■ Aim of the task: Reproduce each line of the entries that carries "super".

*** Record set ***

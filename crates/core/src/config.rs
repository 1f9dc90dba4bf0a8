use std::{
    fs::{self, File},
    io::Write,
    path::PathBuf,
    time::Duration,
};

use serde::{Deserialize, Serialize};
use thiserror::Error;
use tracing::instrument;
use url::Url;

use crate::assets::{default_config_path, get_default_config};

#[derive(Error, Debug)]
pub enum ConfigError {
    #[error("File system error: {0}")]
    IO(#[from] std::io::Error),
    #[error("YAML parsing error: {0}")]
    YAMLError(#[from] serde_yaml::Error),
    #[error("Configuration error: {0}")]
    Config(String),
}

/// Base URLs of the services under test. Omitted entries keep their
/// public defaults.
#[derive(Debug, Clone, Deserialize, Serialize, PartialEq)]
#[serde(default)]
pub struct ServiceUrls {
    pub objects: String,
    pub character: String,
    pub basic_auth: String,
    pub books: String,
    pub number_conversion: String,
}

impl Default for ServiceUrls {
    fn default() -> Self {
        Self {
            objects: "https://api.restful-api.dev".to_string(),
            character: "https://rickandmortyapi.com/api".to_string(),
            basic_auth: "https://postman-echo.com/basic-auth".to_string(),
            books: "https://simple-books-api.click".to_string(),
            number_conversion:
                "https://www.dataaccess.com/webservicesserver/NumberConversion.wso".to_string(),
        }
    }
}

impl ServiceUrls {
    /// Points every service at one host, each under the path it uses on a
    /// local stub server.
    pub fn single_host(base_url: &str) -> Self {
        let base = base_url.trim_end_matches('/');
        Self {
            objects: base.to_string(),
            character: format!("{base}/api"),
            basic_auth: format!("{base}/basic-auth"),
            books: base.to_string(),
            number_conversion: format!("{base}/NumberConversion.wso"),
        }
    }

    fn entries(&self) -> [(&'static str, &str); 5] {
        [
            ("objects", self.objects.as_str()),
            ("character", self.character.as_str()),
            ("basic_auth", self.basic_auth.as_str()),
            ("books", self.books.as_str()),
            ("number_conversion", self.number_conversion.as_str()),
        ]
    }
}

#[derive(Debug, Clone, Deserialize, Serialize, PartialEq)]
#[serde(default)]
pub struct BasicAuthConfig {
    pub username: String,
    pub password: String,
}

impl Default for BasicAuthConfig {
    fn default() -> Self {
        Self {
            username: "postman".to_string(),
            password: "password".to_string(),
        }
    }
}

#[derive(Debug, Clone, Deserialize, Serialize, PartialEq)]
pub struct Config {
    #[serde(default)]
    pub services: ServiceUrls,
    #[serde(default)]
    pub basic_auth: BasicAuthConfig,
    #[serde(default = "default_client_name")]
    pub client_name: String,
    #[serde(default = "default_response_time_limit_ms")]
    pub response_time_limit_ms: u64,
}

impl Default for Config {
    fn default() -> Self {
        Self {
            services: ServiceUrls::default(),
            basic_auth: BasicAuthConfig::default(),
            client_name: default_client_name(),
            response_time_limit_ms: default_response_time_limit_ms(),
        }
    }
}

fn default_client_name() -> String {
    "Postman".to_string()
}

fn default_response_time_limit_ms() -> u64 {
    2000
}

impl Config {
    pub fn response_time_limit(&self) -> Duration {
        Duration::from_millis(self.response_time_limit_ms)
    }

    /// Parses a YAML document and validates it.
    pub fn from_yaml(content: &str) -> Result<Self, ConfigError> {
        let raw: Config = serde_yaml::from_str(content)?;
        raw.resolve()
    }

    #[instrument(skip(self))]
    fn resolve(mut self) -> Result<Self, ConfigError> {
        for (name, value) in self.services.entries() {
            Url::parse(value).map_err(|e| {
                ConfigError::Config(format!("Invalid URL for service '{name}': {value} ({e})"))
            })?;
        }

        if self.client_name.trim().is_empty() {
            return Err(ConfigError::Config(
                "client_name must not be empty".to_string(),
            ));
        }

        // A password of the form `env:NAME` is read from the environment
        if let Some(env_key) = self.basic_auth.password.strip_prefix("env:") {
            let env_key = env_key.trim().to_string();
            self.basic_auth.password = std::env::var(&env_key).map_err(|_| {
                ConfigError::Config(format!("Environment variable {env_key} not found"))
            })?;
        }

        Ok(self)
    }
}

#[instrument(skip(config_path))]
pub fn create_or_get_config_file(
    config_path: Option<PathBuf>,
) -> Result<(bool, PathBuf), ConfigError> {
    let actual_path = config_path.unwrap_or_else(default_config_path);

    let parent_dir = actual_path.parent().ok_or_else(|| {
        ConfigError::IO(std::io::Error::new(
            std::io::ErrorKind::InvalidInput,
            "Config path has no parent directory",
        ))
    })?;

    if !parent_dir.exists() {
        fs::create_dir_all(parent_dir)?;
    }

    if actual_path.exists() {
        Ok((true, actual_path))
    } else {
        File::create(&actual_path)?.write_all(get_default_config().as_bytes())?;
        Ok((false, actual_path))
    }
}

#[instrument(skip(config_path))]
pub fn get_config(config_path: Option<PathBuf>) -> Result<Config, ConfigError> {
    let (_, config_file) = create_or_get_config_file(config_path)?;
    let content = fs::read_to_string(&config_file)?;
    Config::from_yaml(&content)
}
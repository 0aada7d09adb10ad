//! Monte Carlo runner: plays many independent trials and aggregates them.
//!
//! Trials are mapped in parallel with each rayon worker folding into its own
//! partial [`FrequencyTable`]; partial tables are merged once the workers are
//! done. Because every trial draws from a stream derived from the run seed
//! and its index, the merged table is identical to a sequential run with the
//! same seed.
use rayon::prelude::*;
use serde::{Deserialize, Serialize};
use std::time::Instant;

use crate::config::{ConfigError, GameConfig};
use crate::engine::play_trial;
use crate::rng::{entropy_seed, trial_rng};
use crate::stats::RunStatistics;
use crate::table::FrequencyTable;

/// How trials are scheduled.
#[derive(Debug, Clone, Copy, PartialEq, Eq, Default, Serialize, Deserialize)]
#[serde(rename_all = "lowercase")]
pub enum Execution {
    /// Split trials across the rayon pool, merging per-worker tables.
    #[default]
    Parallel,
    /// Play every trial on the calling thread.
    Sequential,
}

/// Everything a completed run produced.
#[derive(Debug, Clone, PartialEq, Serialize, Deserialize)]
pub struct SimulationReport {
    pub config: GameConfig,
    pub seed: u64,
    pub execution: Execution,
    pub distribution: FrequencyTable,
    pub statistics: RunStatistics,
}

/// Configured entry point for simulation runs.
#[derive(Debug, Clone, Copy, Default)]
pub struct SimulationRunner {
    execution: Execution,
    seed: Option<u64>,
}

impl SimulationRunner {
    #[must_use]
    pub const fn new() -> Self {
        Self {
            execution: Execution::Parallel,
            seed: None,
        }
    }

    #[must_use]
    pub const fn with_execution(mut self, execution: Execution) -> Self {
        self.execution = execution;
        self
    }

    /// Fix the run seed; without one every run draws a fresh seed.
    #[must_use]
    pub const fn with_seed(mut self, seed: u64) -> Self {
        self.seed = Some(seed);
        self
    }

    #[must_use]
    pub const fn execution(&self) -> Execution {
        self.execution
    }

    /// Validate `config`, play all of its trials, and summarize them.
    ///
    /// # Errors
    ///
    /// Returns a [`ConfigError`] before any trial is played when the
    /// configuration is invalid.
    pub fn run(&self, config: &GameConfig) -> Result<SimulationReport, ConfigError> {
        config.validate()?;
        let seed = self.seed.unwrap_or_else(entropy_seed);
        log::debug!(
            "starting {:?} run of {config} with seed {seed:#018x}",
            self.execution
        );

        let start = Instant::now();
        let distribution = match self.execution {
            Execution::Parallel => tally_parallel(config, seed),
            Execution::Sequential => tally_sequential(config, seed),
        };
        let elapsed = start.elapsed();

        let statistics = RunStatistics::from_table(&distribution, config.trial_count, elapsed)
            .ok_or(ConfigError::NoTrials {
                trial_count: config.trial_count,
            })?;
        log::debug!(
            "finished {} trials in {elapsed:?} ({:.0} trials/sec, {} distinct scores)",
            statistics.trials,
            statistics.throughput,
            statistics.unique_scores
        );

        Ok(SimulationReport {
            config: *config,
            seed,
            execution: self.execution,
            distribution,
            statistics,
        })
    }
}

/// Run `config` in parallel with a fresh seed.
///
/// # Errors
///
/// Returns a [`ConfigError`] when the configuration is invalid.
pub fn run(config: &GameConfig) -> Result<(FrequencyTable, RunStatistics), ConfigError> {
    let report = SimulationRunner::new().run(config)?;
    Ok((report.distribution, report.statistics))
}

fn tally_parallel(config: &GameConfig, seed: u64) -> FrequencyTable {
    (0..config.trial_count)
        .into_par_iter()
        .fold(FrequencyTable::new, |table, trial| {
            table.with_score(play_trial(config, &mut trial_rng(seed, trial)))
        })
        .reduce(FrequencyTable::new, FrequencyTable::merge)
}

fn tally_sequential(config: &GameConfig, seed: u64) -> FrequencyTable {
    (0..config.trial_count)
        .map(|trial| play_trial(config, &mut trial_rng(seed, trial)))
        .collect()
}
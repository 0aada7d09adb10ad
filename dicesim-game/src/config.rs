//! Simulation configuration and its validation.
use serde::{Deserialize, Serialize};
use std::fmt;
use thiserror::Error;

use crate::constants::{
    DEFAULT_DICE_COUNT, DEFAULT_MAGIC_NUMBER, DEFAULT_SIDES_PER_DIE, DEFAULT_TRIAL_COUNT,
    MIN_SIDES_PER_DIE,
};

/// Errors raised when a configuration cannot drive a simulation run.
#[derive(Debug, Error)]
pub enum ConfigError {
    #[error("dice count must be at least 1 (got {dice_count})")]
    NoDice { dice_count: u32 },
    #[error("dice need at least {min} sides (got {sides_per_die})")]
    TooFewSides { sides_per_die: u32, min: u32 },
    #[error("magic number {magic_number} must be between 1 and {sides_per_die}")]
    MagicOutOfRange {
        magic_number: u32,
        sides_per_die: u32,
    },
    #[error("trial count must be at least 1 (got {trial_count})")]
    NoTrials { trial_count: u64 },
    #[error("configuration document is malformed: {0}")]
    Parse(#[from] serde_json::Error),
}

/// Immutable description of one simulation run.
#[derive(Debug, Clone, Copy, PartialEq, Eq, Serialize, Deserialize)]
pub struct GameConfig {
    #[serde(default = "GameConfig::default_dice_count")]
    pub dice_count: u32,
    #[serde(default = "GameConfig::default_sides_per_die")]
    pub sides_per_die: u32,
    #[serde(default = "GameConfig::default_magic_number")]
    pub magic_number: u32,
    #[serde(default = "GameConfig::default_trial_count")]
    pub trial_count: u64,
}

impl GameConfig {
    const fn default_dice_count() -> u32 {
        DEFAULT_DICE_COUNT
    }

    const fn default_sides_per_die() -> u32 {
        DEFAULT_SIDES_PER_DIE
    }

    const fn default_magic_number() -> u32 {
        DEFAULT_MAGIC_NUMBER
    }

    const fn default_trial_count() -> u64 {
        DEFAULT_TRIAL_COUNT
    }

    #[must_use]
    pub const fn with_dice_count(mut self, dice_count: u32) -> Self {
        self.dice_count = dice_count;
        self
    }

    #[must_use]
    pub const fn with_sides_per_die(mut self, sides_per_die: u32) -> Self {
        self.sides_per_die = sides_per_die;
        self
    }

    #[must_use]
    pub const fn with_magic_number(mut self, magic_number: u32) -> Self {
        self.magic_number = magic_number;
        self
    }

    #[must_use]
    pub const fn with_trial_count(mut self, trial_count: u64) -> Self {
        self.trial_count = trial_count;
        self
    }

    /// Check every invariant a run depends on.
    ///
    /// # Errors
    ///
    /// Returns the first violated invariant, checked in field order.
    pub fn validate(&self) -> Result<(), ConfigError> {
        if self.dice_count == 0 {
            return Err(ConfigError::NoDice {
                dice_count: self.dice_count,
            });
        }
        if self.sides_per_die < MIN_SIDES_PER_DIE {
            return Err(ConfigError::TooFewSides {
                sides_per_die: self.sides_per_die,
                min: MIN_SIDES_PER_DIE,
            });
        }
        if !(1..=self.sides_per_die).contains(&self.magic_number) {
            return Err(ConfigError::MagicOutOfRange {
                magic_number: self.magic_number,
                sides_per_die: self.sides_per_die,
            });
        }
        if self.trial_count == 0 {
            return Err(ConfigError::NoTrials {
                trial_count: self.trial_count,
            });
        }
        Ok(())
    }

    /// Parse a JSON document; missing fields fall back to the defaults.
    ///
    /// # Errors
    ///
    /// Returns [`ConfigError::Parse`] for malformed JSON and the matching
    /// invariant error when the decoded values are unusable.
    pub fn from_json(raw: &str) -> Result<Self, ConfigError> {
        let config: Self = serde_json::from_str(raw)?;
        config.validate()?;
        Ok(config)
    }
}

impl Default for GameConfig {
    fn default() -> Self {
        Self {
            dice_count: Self::default_dice_count(),
            sides_per_die: Self::default_sides_per_die(),
            magic_number: Self::default_magic_number(),
            trial_count: Self::default_trial_count(),
        }
    }
}

impl fmt::Display for GameConfig {
    fn fmt(&self, f: &mut fmt::Formatter<'_>) -> fmt::Result {
        write!(
            f,
            "GameConfig[dice={}, sides={}, magic={}, sims={}]",
            self.dice_count, self.sides_per_die, self.magic_number, self.trial_count
        )
    }
}
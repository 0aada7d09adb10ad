use anyhow::Result;
use colored::Colorize;
use serde::Serialize;
use std::io::Write;
use std::time::Duration;

use dicesim_game::numbers::u64_to_f64;

use super::{BenchmarkRow, PresetRun};

pub fn generate_console_report<W: Write>(
    out: &mut W,
    runs: &[PresetRun],
    benchmark: Option<&[BenchmarkRow]>,
    total_duration: Duration,
) -> Result<()> {
    writeln!(out)?;
    writeln!(out, "{}", "📊 Simulation Results".bright_cyan().bold())?;
    writeln!(out, "{}", "=====================".cyan())?;

    for run in runs {
        let report = &run.report;
        let stats = &report.statistics;
        writeln!(out)?;
        writeln!(out, "{}", run.preset.bold())?;
        writeln!(out, "Configuration: {}", report.config)?;
        writeln!(out, "Seed: {:#018x}", report.seed)?;
        writeln!(
            out,
            "Number of simulations was {} using {} dice.",
            stats.trials, report.config.dice_count
        )?;

        for (score, count) in report.distribution.iter() {
            let occurrences = u64_to_f64(count);
            writeln!(
                out,
                "Total {score} occurs {:.2} occurred {occurrences:.1} times.",
                report.distribution.probability(score)
            )?;
        }
        writeln!(
            out,
            "Total simulation took {:.1} seconds.",
            stats.elapsed.as_secs_f64()
        )?;

        writeln!(out)?;
        writeln!(out, "{}", "Statistical Summary:".bright_yellow().bold())?;
        writeln!(out, "Mean Score: {:.2}", stats.mean)?;
        writeln!(out, "Min Score: {}", stats.min)?;
        writeln!(out, "Max Score: {}", stats.max)?;
        writeln!(out, "Mode Score: {}", stats.mode)?;
        writeln!(out, "Median Score: {}", stats.median)?;
        writeln!(out, "Std Deviation: {:.2}", stats.std_dev)?;
        writeln!(out, "Unique Scores: {}", stats.unique_scores)?;
        writeln!(
            out,
            "Performance: {} simulations/second",
            format!("{:.0}", stats.throughput).green()
        )?;
    }

    if let Some(rows) = benchmark {
        writeln!(out)?;
        writeln!(out, "{}", "⚡ Performance Sweep".bright_yellow().bold())?;
        writeln!(out, "{}", "===================".yellow())?;
        writeln!(out, "Performance test with different simulation sizes:")?;
        for row in rows {
            writeln!(
                out,
                "{} simulations: {:.3} seconds ({:.0} sims/sec)",
                row.trials,
                row.elapsed.as_secs_f64(),
                row.throughput
            )?;
        }
    }

    writeln!(out)?;
    writeln!(out, "Total time: {total_duration:?}")?;
    Ok(())
}

#[derive(Serialize)]
struct JsonReport<'a> {
    runs: &'a [PresetRun],
    #[serde(skip_serializing_if = "Option::is_none")]
    benchmark: Option<&'a [BenchmarkRow]>,
}

pub fn generate_json_report<W: Write>(
    out: &mut W,
    runs: &[PresetRun],
    benchmark: Option<&[BenchmarkRow]>,
) -> Result<()> {
    let json_output = serde_json::to_string_pretty(&JsonReport { runs, benchmark })?;
    writeln!(out, "{json_output}")?;
    Ok(())
}

pub fn generate_markdown_report<W: Write>(
    out: &mut W,
    runs: &[PresetRun],
    benchmark: Option<&[BenchmarkRow]>,
) -> Result<()> {
    writeln!(out, "# Dice Simulation Results\n")?;

    for run in runs {
        let report = &run.report;
        let stats = &report.statistics;
        writeln!(out, "## {}\n", run.preset)?;
        writeln!(out, "- **Dice**: {}", report.config.dice_count)?;
        writeln!(out, "- **Sides per die**: {}", report.config.sides_per_die)?;
        writeln!(out, "- **Magic number**: {}", report.config.magic_number)?;
        writeln!(out, "- **Trials**: {}", stats.trials)?;
        writeln!(out, "- **Seed**: `{:#018x}`\n", report.seed)?;

        writeln!(out, "| Score | Count | Probability |")?;
        writeln!(out, "|------:|------:|------------:|")?;
        for (score, count) in report.distribution.iter() {
            writeln!(
                out,
                "| {score} | {count} | {:.4} |",
                report.distribution.probability(score)
            )?;
        }
        writeln!(out)?;

        writeln!(out, "- **Mean**: {:.2}", stats.mean)?;
        writeln!(out, "- **Min / Max**: {} / {}", stats.min, stats.max)?;
        writeln!(out, "- **Mode**: {}", stats.mode)?;
        writeln!(out, "- **Median**: {}", stats.median)?;
        writeln!(out, "- **Std deviation**: {:.2}", stats.std_dev)?;
        writeln!(out, "- **Unique scores**: {}", stats.unique_scores)?;
        writeln!(
            out,
            "- **Throughput**: {:.0} simulations/second\n",
            stats.throughput
        )?;
    }

    if let Some(rows) = benchmark {
        writeln!(out, "## Performance Sweep\n")?;
        writeln!(out, "| Trials | Seconds | Sims/sec |")?;
        writeln!(out, "|-------:|--------:|---------:|")?;
        for row in rows {
            writeln!(
                out,
                "| {} | {:.3} | {:.0} |",
                row.trials,
                row.elapsed.as_secs_f64(),
                row.throughput
            )?;
        }
        writeln!(out)?;
    }
    Ok(())
}

pub fn generate_csv_report<W: Write>(
    out: &mut W,
    runs: &[PresetRun],
    benchmark: Option<&[BenchmarkRow]>,
) -> Result<()> {
    writeln!(out, "preset,dice,sides,magic,trials,score,count,probability")?;
    for run in runs {
        let config = &run.report.config;
        for (score, count) in run.report.distribution.iter() {
            writeln!(
                out,
                "{},{},{},{},{},{score},{count},{:.6}",
                run.preset,
                config.dice_count,
                config.sides_per_die,
                config.magic_number,
                config.trial_count,
                run.report.distribution.probability(score)
            )?;
        }
    }

    // Sweep rows follow the distribution block after a blank line.
    if let Some(rows) = benchmark {
        writeln!(out)?;
        writeln!(out, "benchmark_trials,elapsed_ms,throughput")?;
        for row in rows {
            writeln!(
                out,
                "{},{:.3},{:.0}",
                row.trials,
                row.elapsed.as_secs_f64() * 1000.0,
                row.throughput
            )?;
        }
    }
    Ok(())
}

#[cfg(test)]
mod tests {
    use super::*;
    use crate::logic::{RunPlan, run_plans};
    use dicesim_game::{GameConfig, SimulationRunner};

    fn sample_runs() -> Vec<PresetRun> {
        let runner = SimulationRunner::new().with_seed(21);
        let plans = vec![RunPlan::new(
            "single",
            GameConfig::default()
                .with_dice_count(1)
                .with_trial_count(600),
        )];
        run_plans(&runner, &plans, false).expect("valid plan")
    }

    fn sample_rows() -> Vec<BenchmarkRow> {
        vec![BenchmarkRow {
            trials: 1_000,
            elapsed: Duration::from_millis(250),
            throughput: 4_000.0,
        }]
    }

    fn render<F>(f: F) -> String
    where
        F: FnOnce(&mut Vec<u8>) -> Result<()>,
    {
        let mut buf = Vec::new();
        f(&mut buf).expect("report renders");
        String::from_utf8(buf).expect("utf8")
    }

    #[test]
    fn console_report_lists_distribution_and_summary() {
        let runs = sample_runs();
        let rows = sample_rows();
        let text = render(|out| {
            generate_console_report(out, &runs, Some(&rows), Duration::from_millis(3))
        });
        assert!(text.contains("GameConfig[dice=1, sides=6, magic=3, sims=600]"));
        assert!(text.contains("Number of simulations was 600 using 1 dice."));
        assert!(text.contains("Total 0 occurs"));
        assert!(!text.contains("Total 3 occurs"));
        assert!(text.contains("Statistical Summary"));
        assert!(text.contains("Mode Score:"));
        assert!(text.contains("1000 simulations: 0.250 seconds (4000 sims/sec)"));
    }

    #[test]
    fn json_report_round_trips_through_serde_value() {
        let runs = sample_runs();
        let text = render(|out| generate_json_report(out, &runs, None));
        let value: serde_json::Value = serde_json::from_str(&text).expect("json");
        let first = &value["runs"][0];
        assert_eq!(first["preset"], "single");
        assert_eq!(first["statistics"]["trials"], 600);
        assert!(first["distribution"].get("3").is_none());
        assert!(value.get("benchmark").is_none());
    }

    #[test]
    fn json_report_carries_sweep_rows() {
        let runs = sample_runs();
        let rows = sample_rows();
        let text = render(|out| generate_json_report(out, &runs, Some(&rows)));
        let value: serde_json::Value = serde_json::from_str(&text).expect("json");
        assert_eq!(value["benchmark"][0]["trials"], 1_000);
        assert!((value["benchmark"][0]["elapsed_ms"].as_f64().unwrap() - 250.0).abs() < 1e-9);
        assert_eq!(value["runs"].as_array().map(Vec::len), Some(1));
    }

    #[test]
    fn markdown_report_has_table_rows() {
        let runs = sample_runs();
        let rows = sample_rows();
        let text = render(|out| generate_markdown_report(out, &runs, Some(&rows)));
        assert!(text.starts_with("# Dice Simulation Results"));
        assert!(text.contains("## single"));
        assert!(text.contains("| Score | Count | Probability |"));
        assert!(text.contains("## Performance Sweep"));
    }

    #[test]
    fn csv_report_counts_sum_to_trials() {
        let runs = sample_runs();
        let text = render(|out| generate_csv_report(out, &runs, None));
        let mut lines = text.lines();
        assert_eq!(
            lines.next(),
            Some("preset,dice,sides,magic,trials,score,count,probability")
        );
        let total: u64 = lines
            .map(|line| line.split(',').nth(6).unwrap().parse::<u64>().unwrap())
            .sum();
        assert_eq!(total, 600);
    }

    #[test]
    fn csv_report_appends_sweep_block() {
        let runs = sample_runs();
        let rows = sample_rows();
        let text = render(|out| generate_csv_report(out, &runs, Some(&rows)));
        let (_, sweep) = text.split_once("\n\n").expect("sweep block");
        let mut lines = sweep.lines();
        assert_eq!(lines.next(), Some("benchmark_trials,elapsed_ms,throughput"));
        assert_eq!(lines.next(), Some("1000,250.000,4000"));
        assert_eq!(lines.next(), None);
    }
}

***

■ Solution below:
use super::{BenchmarkRow, PresetRun};
    use super::*;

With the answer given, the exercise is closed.